The overhead is "typically" amortized and hidden ... "certain sequences" may appear to exacerbate ... if the critical section is "very small and appear in tight loops" ... "realistic applications" do not "normally" ... The overhead is amortized in "larger" critical sections but will be exposed in "very small" critical sections.
I have been able to find a number of situations in real code where HLE doesn't seem to be applicable as measured on the i7-4650. I have yet to find a single situation where I can demonstrate a clear performance advantage of HLE. I suspect that some of the tests that I have performed may yield different results on a 4-core CPU and multi-socket machine respectively.
Maybe my results so far are due to too low real parallellism?
Are there any relevant benchmarks that can be shared with the community?
Jim Dempsey's comment re preemption is obviously still valid. It may be that you would like to take some overhead in some situations to get protection against the preemption problem.
In the meantime, I will continue to look for elision opportunities in the code bases that I have access to.
Elmar, thx for the update.
I'm still trying to get my head around how TSX should be used. So far I've been unable to find a case that demonstrates a substantial improvement over the traditional locking schemes.
I'm also curious as to why there is so little specific info available re TSX performance, latency and intended use cases.
I would assume that Intel will release more info later.
>>I'm still trying to get my head around how TSX should be used.
It may be beneficial to list situations where TSX should not be used, such as situations were a single lock instruction works (lock; xchgadd [loc],val) and where the result is NOT used as simple mutex. This also includes CAS and DCAS.

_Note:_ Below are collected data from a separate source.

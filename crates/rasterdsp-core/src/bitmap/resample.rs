//! Geometric resampling

use super::{BitDepth, Bitmap};
use crate::error::{Error, Result};
use crate::palette::Rgba;
use crate::rgb;

/// Interpolation used by [`Bitmap::resample`]
#[derive(Debug, Clone, Copy, PartialEq, Eq)]
pub enum ResampleMode {
    /// Copies the nearest source value. Keeps palette indexes and raw
    /// words exact, so it is safe for masks and index planes.
    NearestNeighbor,
    /// Blends the four surrounding source pixels. Indexed targets snap
    /// the blend back to the nearest palette entry.
    Bilinear,
}

#[inline]
fn split_coord(pos: f64, limit: u32) -> (u32, u32, f64) {
    let i0 = (pos.floor() as i64).clamp(0, i64::from(limit) - 1) as u32;
    let i1 = (i0 + 1).min(limit - 1);
    (i0, i1, pos - f64::from(i0))
}

#[inline]
fn blend_channel(c00: u8, c10: u8, c01: u8, c11: u8, dx: f64, dy: f64) -> u8 {
    let top = f64::from(c00) * (1.0 - dx) + f64::from(c10) * dx;
    let bottom = f64::from(c01) * (1.0 - dx) + f64::from(c11) * dx;
    (top * (1.0 - dy) + bottom * dy).round().clamp(0.0, 255.0) as u8
}

fn blend4(c00: Rgba, c10: Rgba, c01: Rgba, c11: Rgba, dx: f64, dy: f64) -> Rgba {
    Rgba::new(
        blend_channel(c00.red, c10.red, c01.red, c11.red, dx, dy),
        blend_channel(c00.green, c10.green, c01.green, c11.green, dx, dy),
        blend_channel(c00.blue, c10.blue, c01.blue, c11.blue, dx, dy),
        blend_channel(c00.alpha, c10.alpha, c01.alpha, c11.alpha, dx, dy),
    )
}

impl Bitmap {
    /// Resample to a new size.
    ///
    /// The result keeps the source depth, palette, and alpha flag. The
    /// selection is dropped because its geometry no longer applies.
    ///
    /// # Errors
    ///
    /// Returns [`Error::InvalidDimension`] if either target dimension
    /// is 0.
    pub fn resample(&self, new_width: u32, new_height: u32, mode: ResampleMode) -> Result<Bitmap> {
        if new_width == 0 || new_height == 0 {
            return Err(Error::InvalidDimension {
                width: new_width,
                height: new_height,
            });
        }
        if new_width == self.width() && new_height == self.height() {
            return Ok(self.deep_clone());
        }

        let out = Bitmap::new(new_width, new_height, self.depth())?;
        let mut out_mut = out.try_into_mut().unwrap();
        out_mut.set_palette(self.palette().cloned())?;
        if self.has_alpha() {
            out_mut.enable_alpha()?;
        }

        match mode {
            ResampleMode::NearestNeighbor => {
                for y in 0..new_height {
                    let sy = (u64::from(y) * u64::from(self.height()) / u64::from(new_height)) as u32;
                    for x in 0..new_width {
                        let sx =
                            (u64::from(x) * u64::from(self.width()) / u64::from(new_width)) as u32;
                        out_mut.set_pixel_unchecked(x, y, self.get_pixel_unchecked(sx, sy));
                    }
                }
            }
            ResampleMode::Bilinear => {
                let x_ratio = f64::from(self.width()) / f64::from(new_width);
                let y_ratio = f64::from(self.height()) / f64::from(new_height);
                let grayscale = self.is_grayscale();

                for y in 0..new_height {
                    let (y0, y1, dy) = split_coord(f64::from(y) * y_ratio, self.height());
                    for x in 0..new_width {
                        let (x0, x1, dx) = split_coord(f64::from(x) * x_ratio, self.width());
                        let blended = blend4(
                            self.pixel_color_unchecked(x0, y0),
                            self.pixel_color_unchecked(x1, y0),
                            self.pixel_color_unchecked(x0, y1),
                            self.pixel_color_unchecked(x1, y1),
                            dx,
                            dy,
                        );
                        match self.depth() {
                            BitDepth::Bit24 => {
                                let word = if self.has_alpha() {
                                    rgb::pack(blended)
                                } else {
                                    rgb::compose_rgb(blended.red, blended.green, blended.blue)
                                };
                                out_mut.set_pixel_unchecked(x, y, word);
                            }
                            BitDepth::Bit8 if grayscale => {
                                out_mut.set_pixel_unchecked(x, y, u32::from(blended.luma()));
                            }
                            BitDepth::Bit1 if grayscale => {
                                out_mut
                                    .set_pixel_unchecked(x, y, u32::from(blended.luma() >= 128));
                            }
                            _ => {
                                // indexed color snaps back to the table
                                out_mut.set_pixel_color_unchecked(x, y, blended, false);
                            }
                        }
                    }
                }
            }
        }

        Ok(out_mut.into())
    }
}

#[cfg(test)]
mod tests {
    use super::*;

    #[test]
    fn test_resample_rejects_zero_target() {
        let bmp = Bitmap::new(4, 4, BitDepth::Bit8).unwrap();
        assert!(bmp.resample(0, 4, ResampleMode::NearestNeighbor).is_err());
    }

    #[test]
    fn test_nearest_downscale_picks_source_values() {
        let bmp = Bitmap::new(4, 4, BitDepth::Bit8).unwrap();
        let mut bmp_mut = bmp.try_into_mut().unwrap();
        for y in 0..4 {
            for x in 0..4 {
                bmp_mut.set_pixel_unchecked(x, y, y * 4 + x);
            }
        }
        let bmp: Bitmap = bmp_mut.into();

        let half = bmp.resample(2, 2, ResampleMode::NearestNeighbor).unwrap();
        assert_eq!(half.get_pixel_unchecked(0, 0), 0);
        assert_eq!(half.get_pixel_unchecked(1, 0), 2);
        assert_eq!(half.get_pixel_unchecked(0, 1), 8);
        assert_eq!(half.get_pixel_unchecked(1, 1), 10);
    }

    #[test]
    fn test_bilinear_upscale_interpolates_gray() {
        let bmp = Bitmap::new(2, 1, BitDepth::Bit8).unwrap();
        let mut bmp_mut = bmp.try_into_mut().unwrap();
        bmp_mut.set_pixel_unchecked(1, 0, 100);
        let bmp: Bitmap = bmp_mut.into();

        let wide = bmp.resample(4, 1, ResampleMode::Bilinear).unwrap();
        assert_eq!(wide.get_pixel_unchecked(0, 0), 0);
        assert_eq!(wide.get_pixel_unchecked(1, 0), 50);
        assert_eq!(wide.get_pixel_unchecked(2, 0), 100);
        assert_eq!(wide.get_pixel_unchecked(3, 0), 100);
    }

    #[test]
    fn test_bilinear_rgb_channels_blend_independently() {
        let bmp = Bitmap::new(2, 1, BitDepth::Bit24).unwrap();
        let mut bmp_mut = bmp.try_into_mut().unwrap();
        bmp_mut.set_pixel_unchecked(0, 0, rgb::compose_rgb(200, 0, 40));
        bmp_mut.set_pixel_unchecked(1, 0, rgb::compose_rgb(0, 100, 40));
        let bmp: Bitmap = bmp_mut.into();

        let wide = bmp.resample(4, 1, ResampleMode::Bilinear).unwrap();
        let mid = wide.pixel_color_unchecked(1, 0);
        assert_eq!((mid.red, mid.green, mid.blue), (100, 50, 40));
    }

    #[test]
    fn test_resample_keeps_palette_and_snaps_indexes() {
        let bmp = Bitmap::new(2, 2, BitDepth::Bit8).unwrap();
        let mut bmp_mut = bmp.try_into_mut().unwrap();
        bmp_mut
            .set_palette(Some(
                crate::Palette::from_colors(&[
                    crate::Rgba::rgb(255, 0, 0),
                    crate::Rgba::rgb(0, 0, 255),
                ])
                .unwrap(),
            ))
            .unwrap();
        bmp_mut.set_pixel_unchecked(1, 0, 1);
        bmp_mut.set_pixel_unchecked(1, 1, 1);
        let bmp: Bitmap = bmp_mut.into();

        let scaled = bmp.resample(4, 4, ResampleMode::Bilinear).unwrap();
        assert!(scaled.has_palette());
        assert!(scaled.get_pixel_unchecked(0, 0) <= 1);
        assert_eq!(scaled.get_pixel_unchecked(3, 0), 1);
    }

    #[test]
    fn test_identity_resample_is_copy() {
        let bmp = Bitmap::new(3, 3, BitDepth::Bit8).unwrap();
        let mut bmp_mut = bmp.try_into_mut().unwrap();
        bmp_mut.set_pixel_unchecked(2, 2, 77);
        let bmp: Bitmap = bmp_mut.into();

        let same = bmp.resample(3, 3, ResampleMode::Bilinear).unwrap();
        assert_eq!(same.get_pixel_unchecked(2, 2), 77);
    }
}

Rolf, Elmar, I think it would be beneficial to setup a representative test situation where the protected transactions have a fair amount of computation (memory access), but not pressing the limitations of the TSX/HLE buffering system. Have the inter-protected runtime short. Run with several competing threads. The test is to see if when multiple threads enter the same protected region and modify/read conflicting cache lines:
a) one thread is winner (presumably first to exit)
b) all threads are losers
Hopefully the answer is a.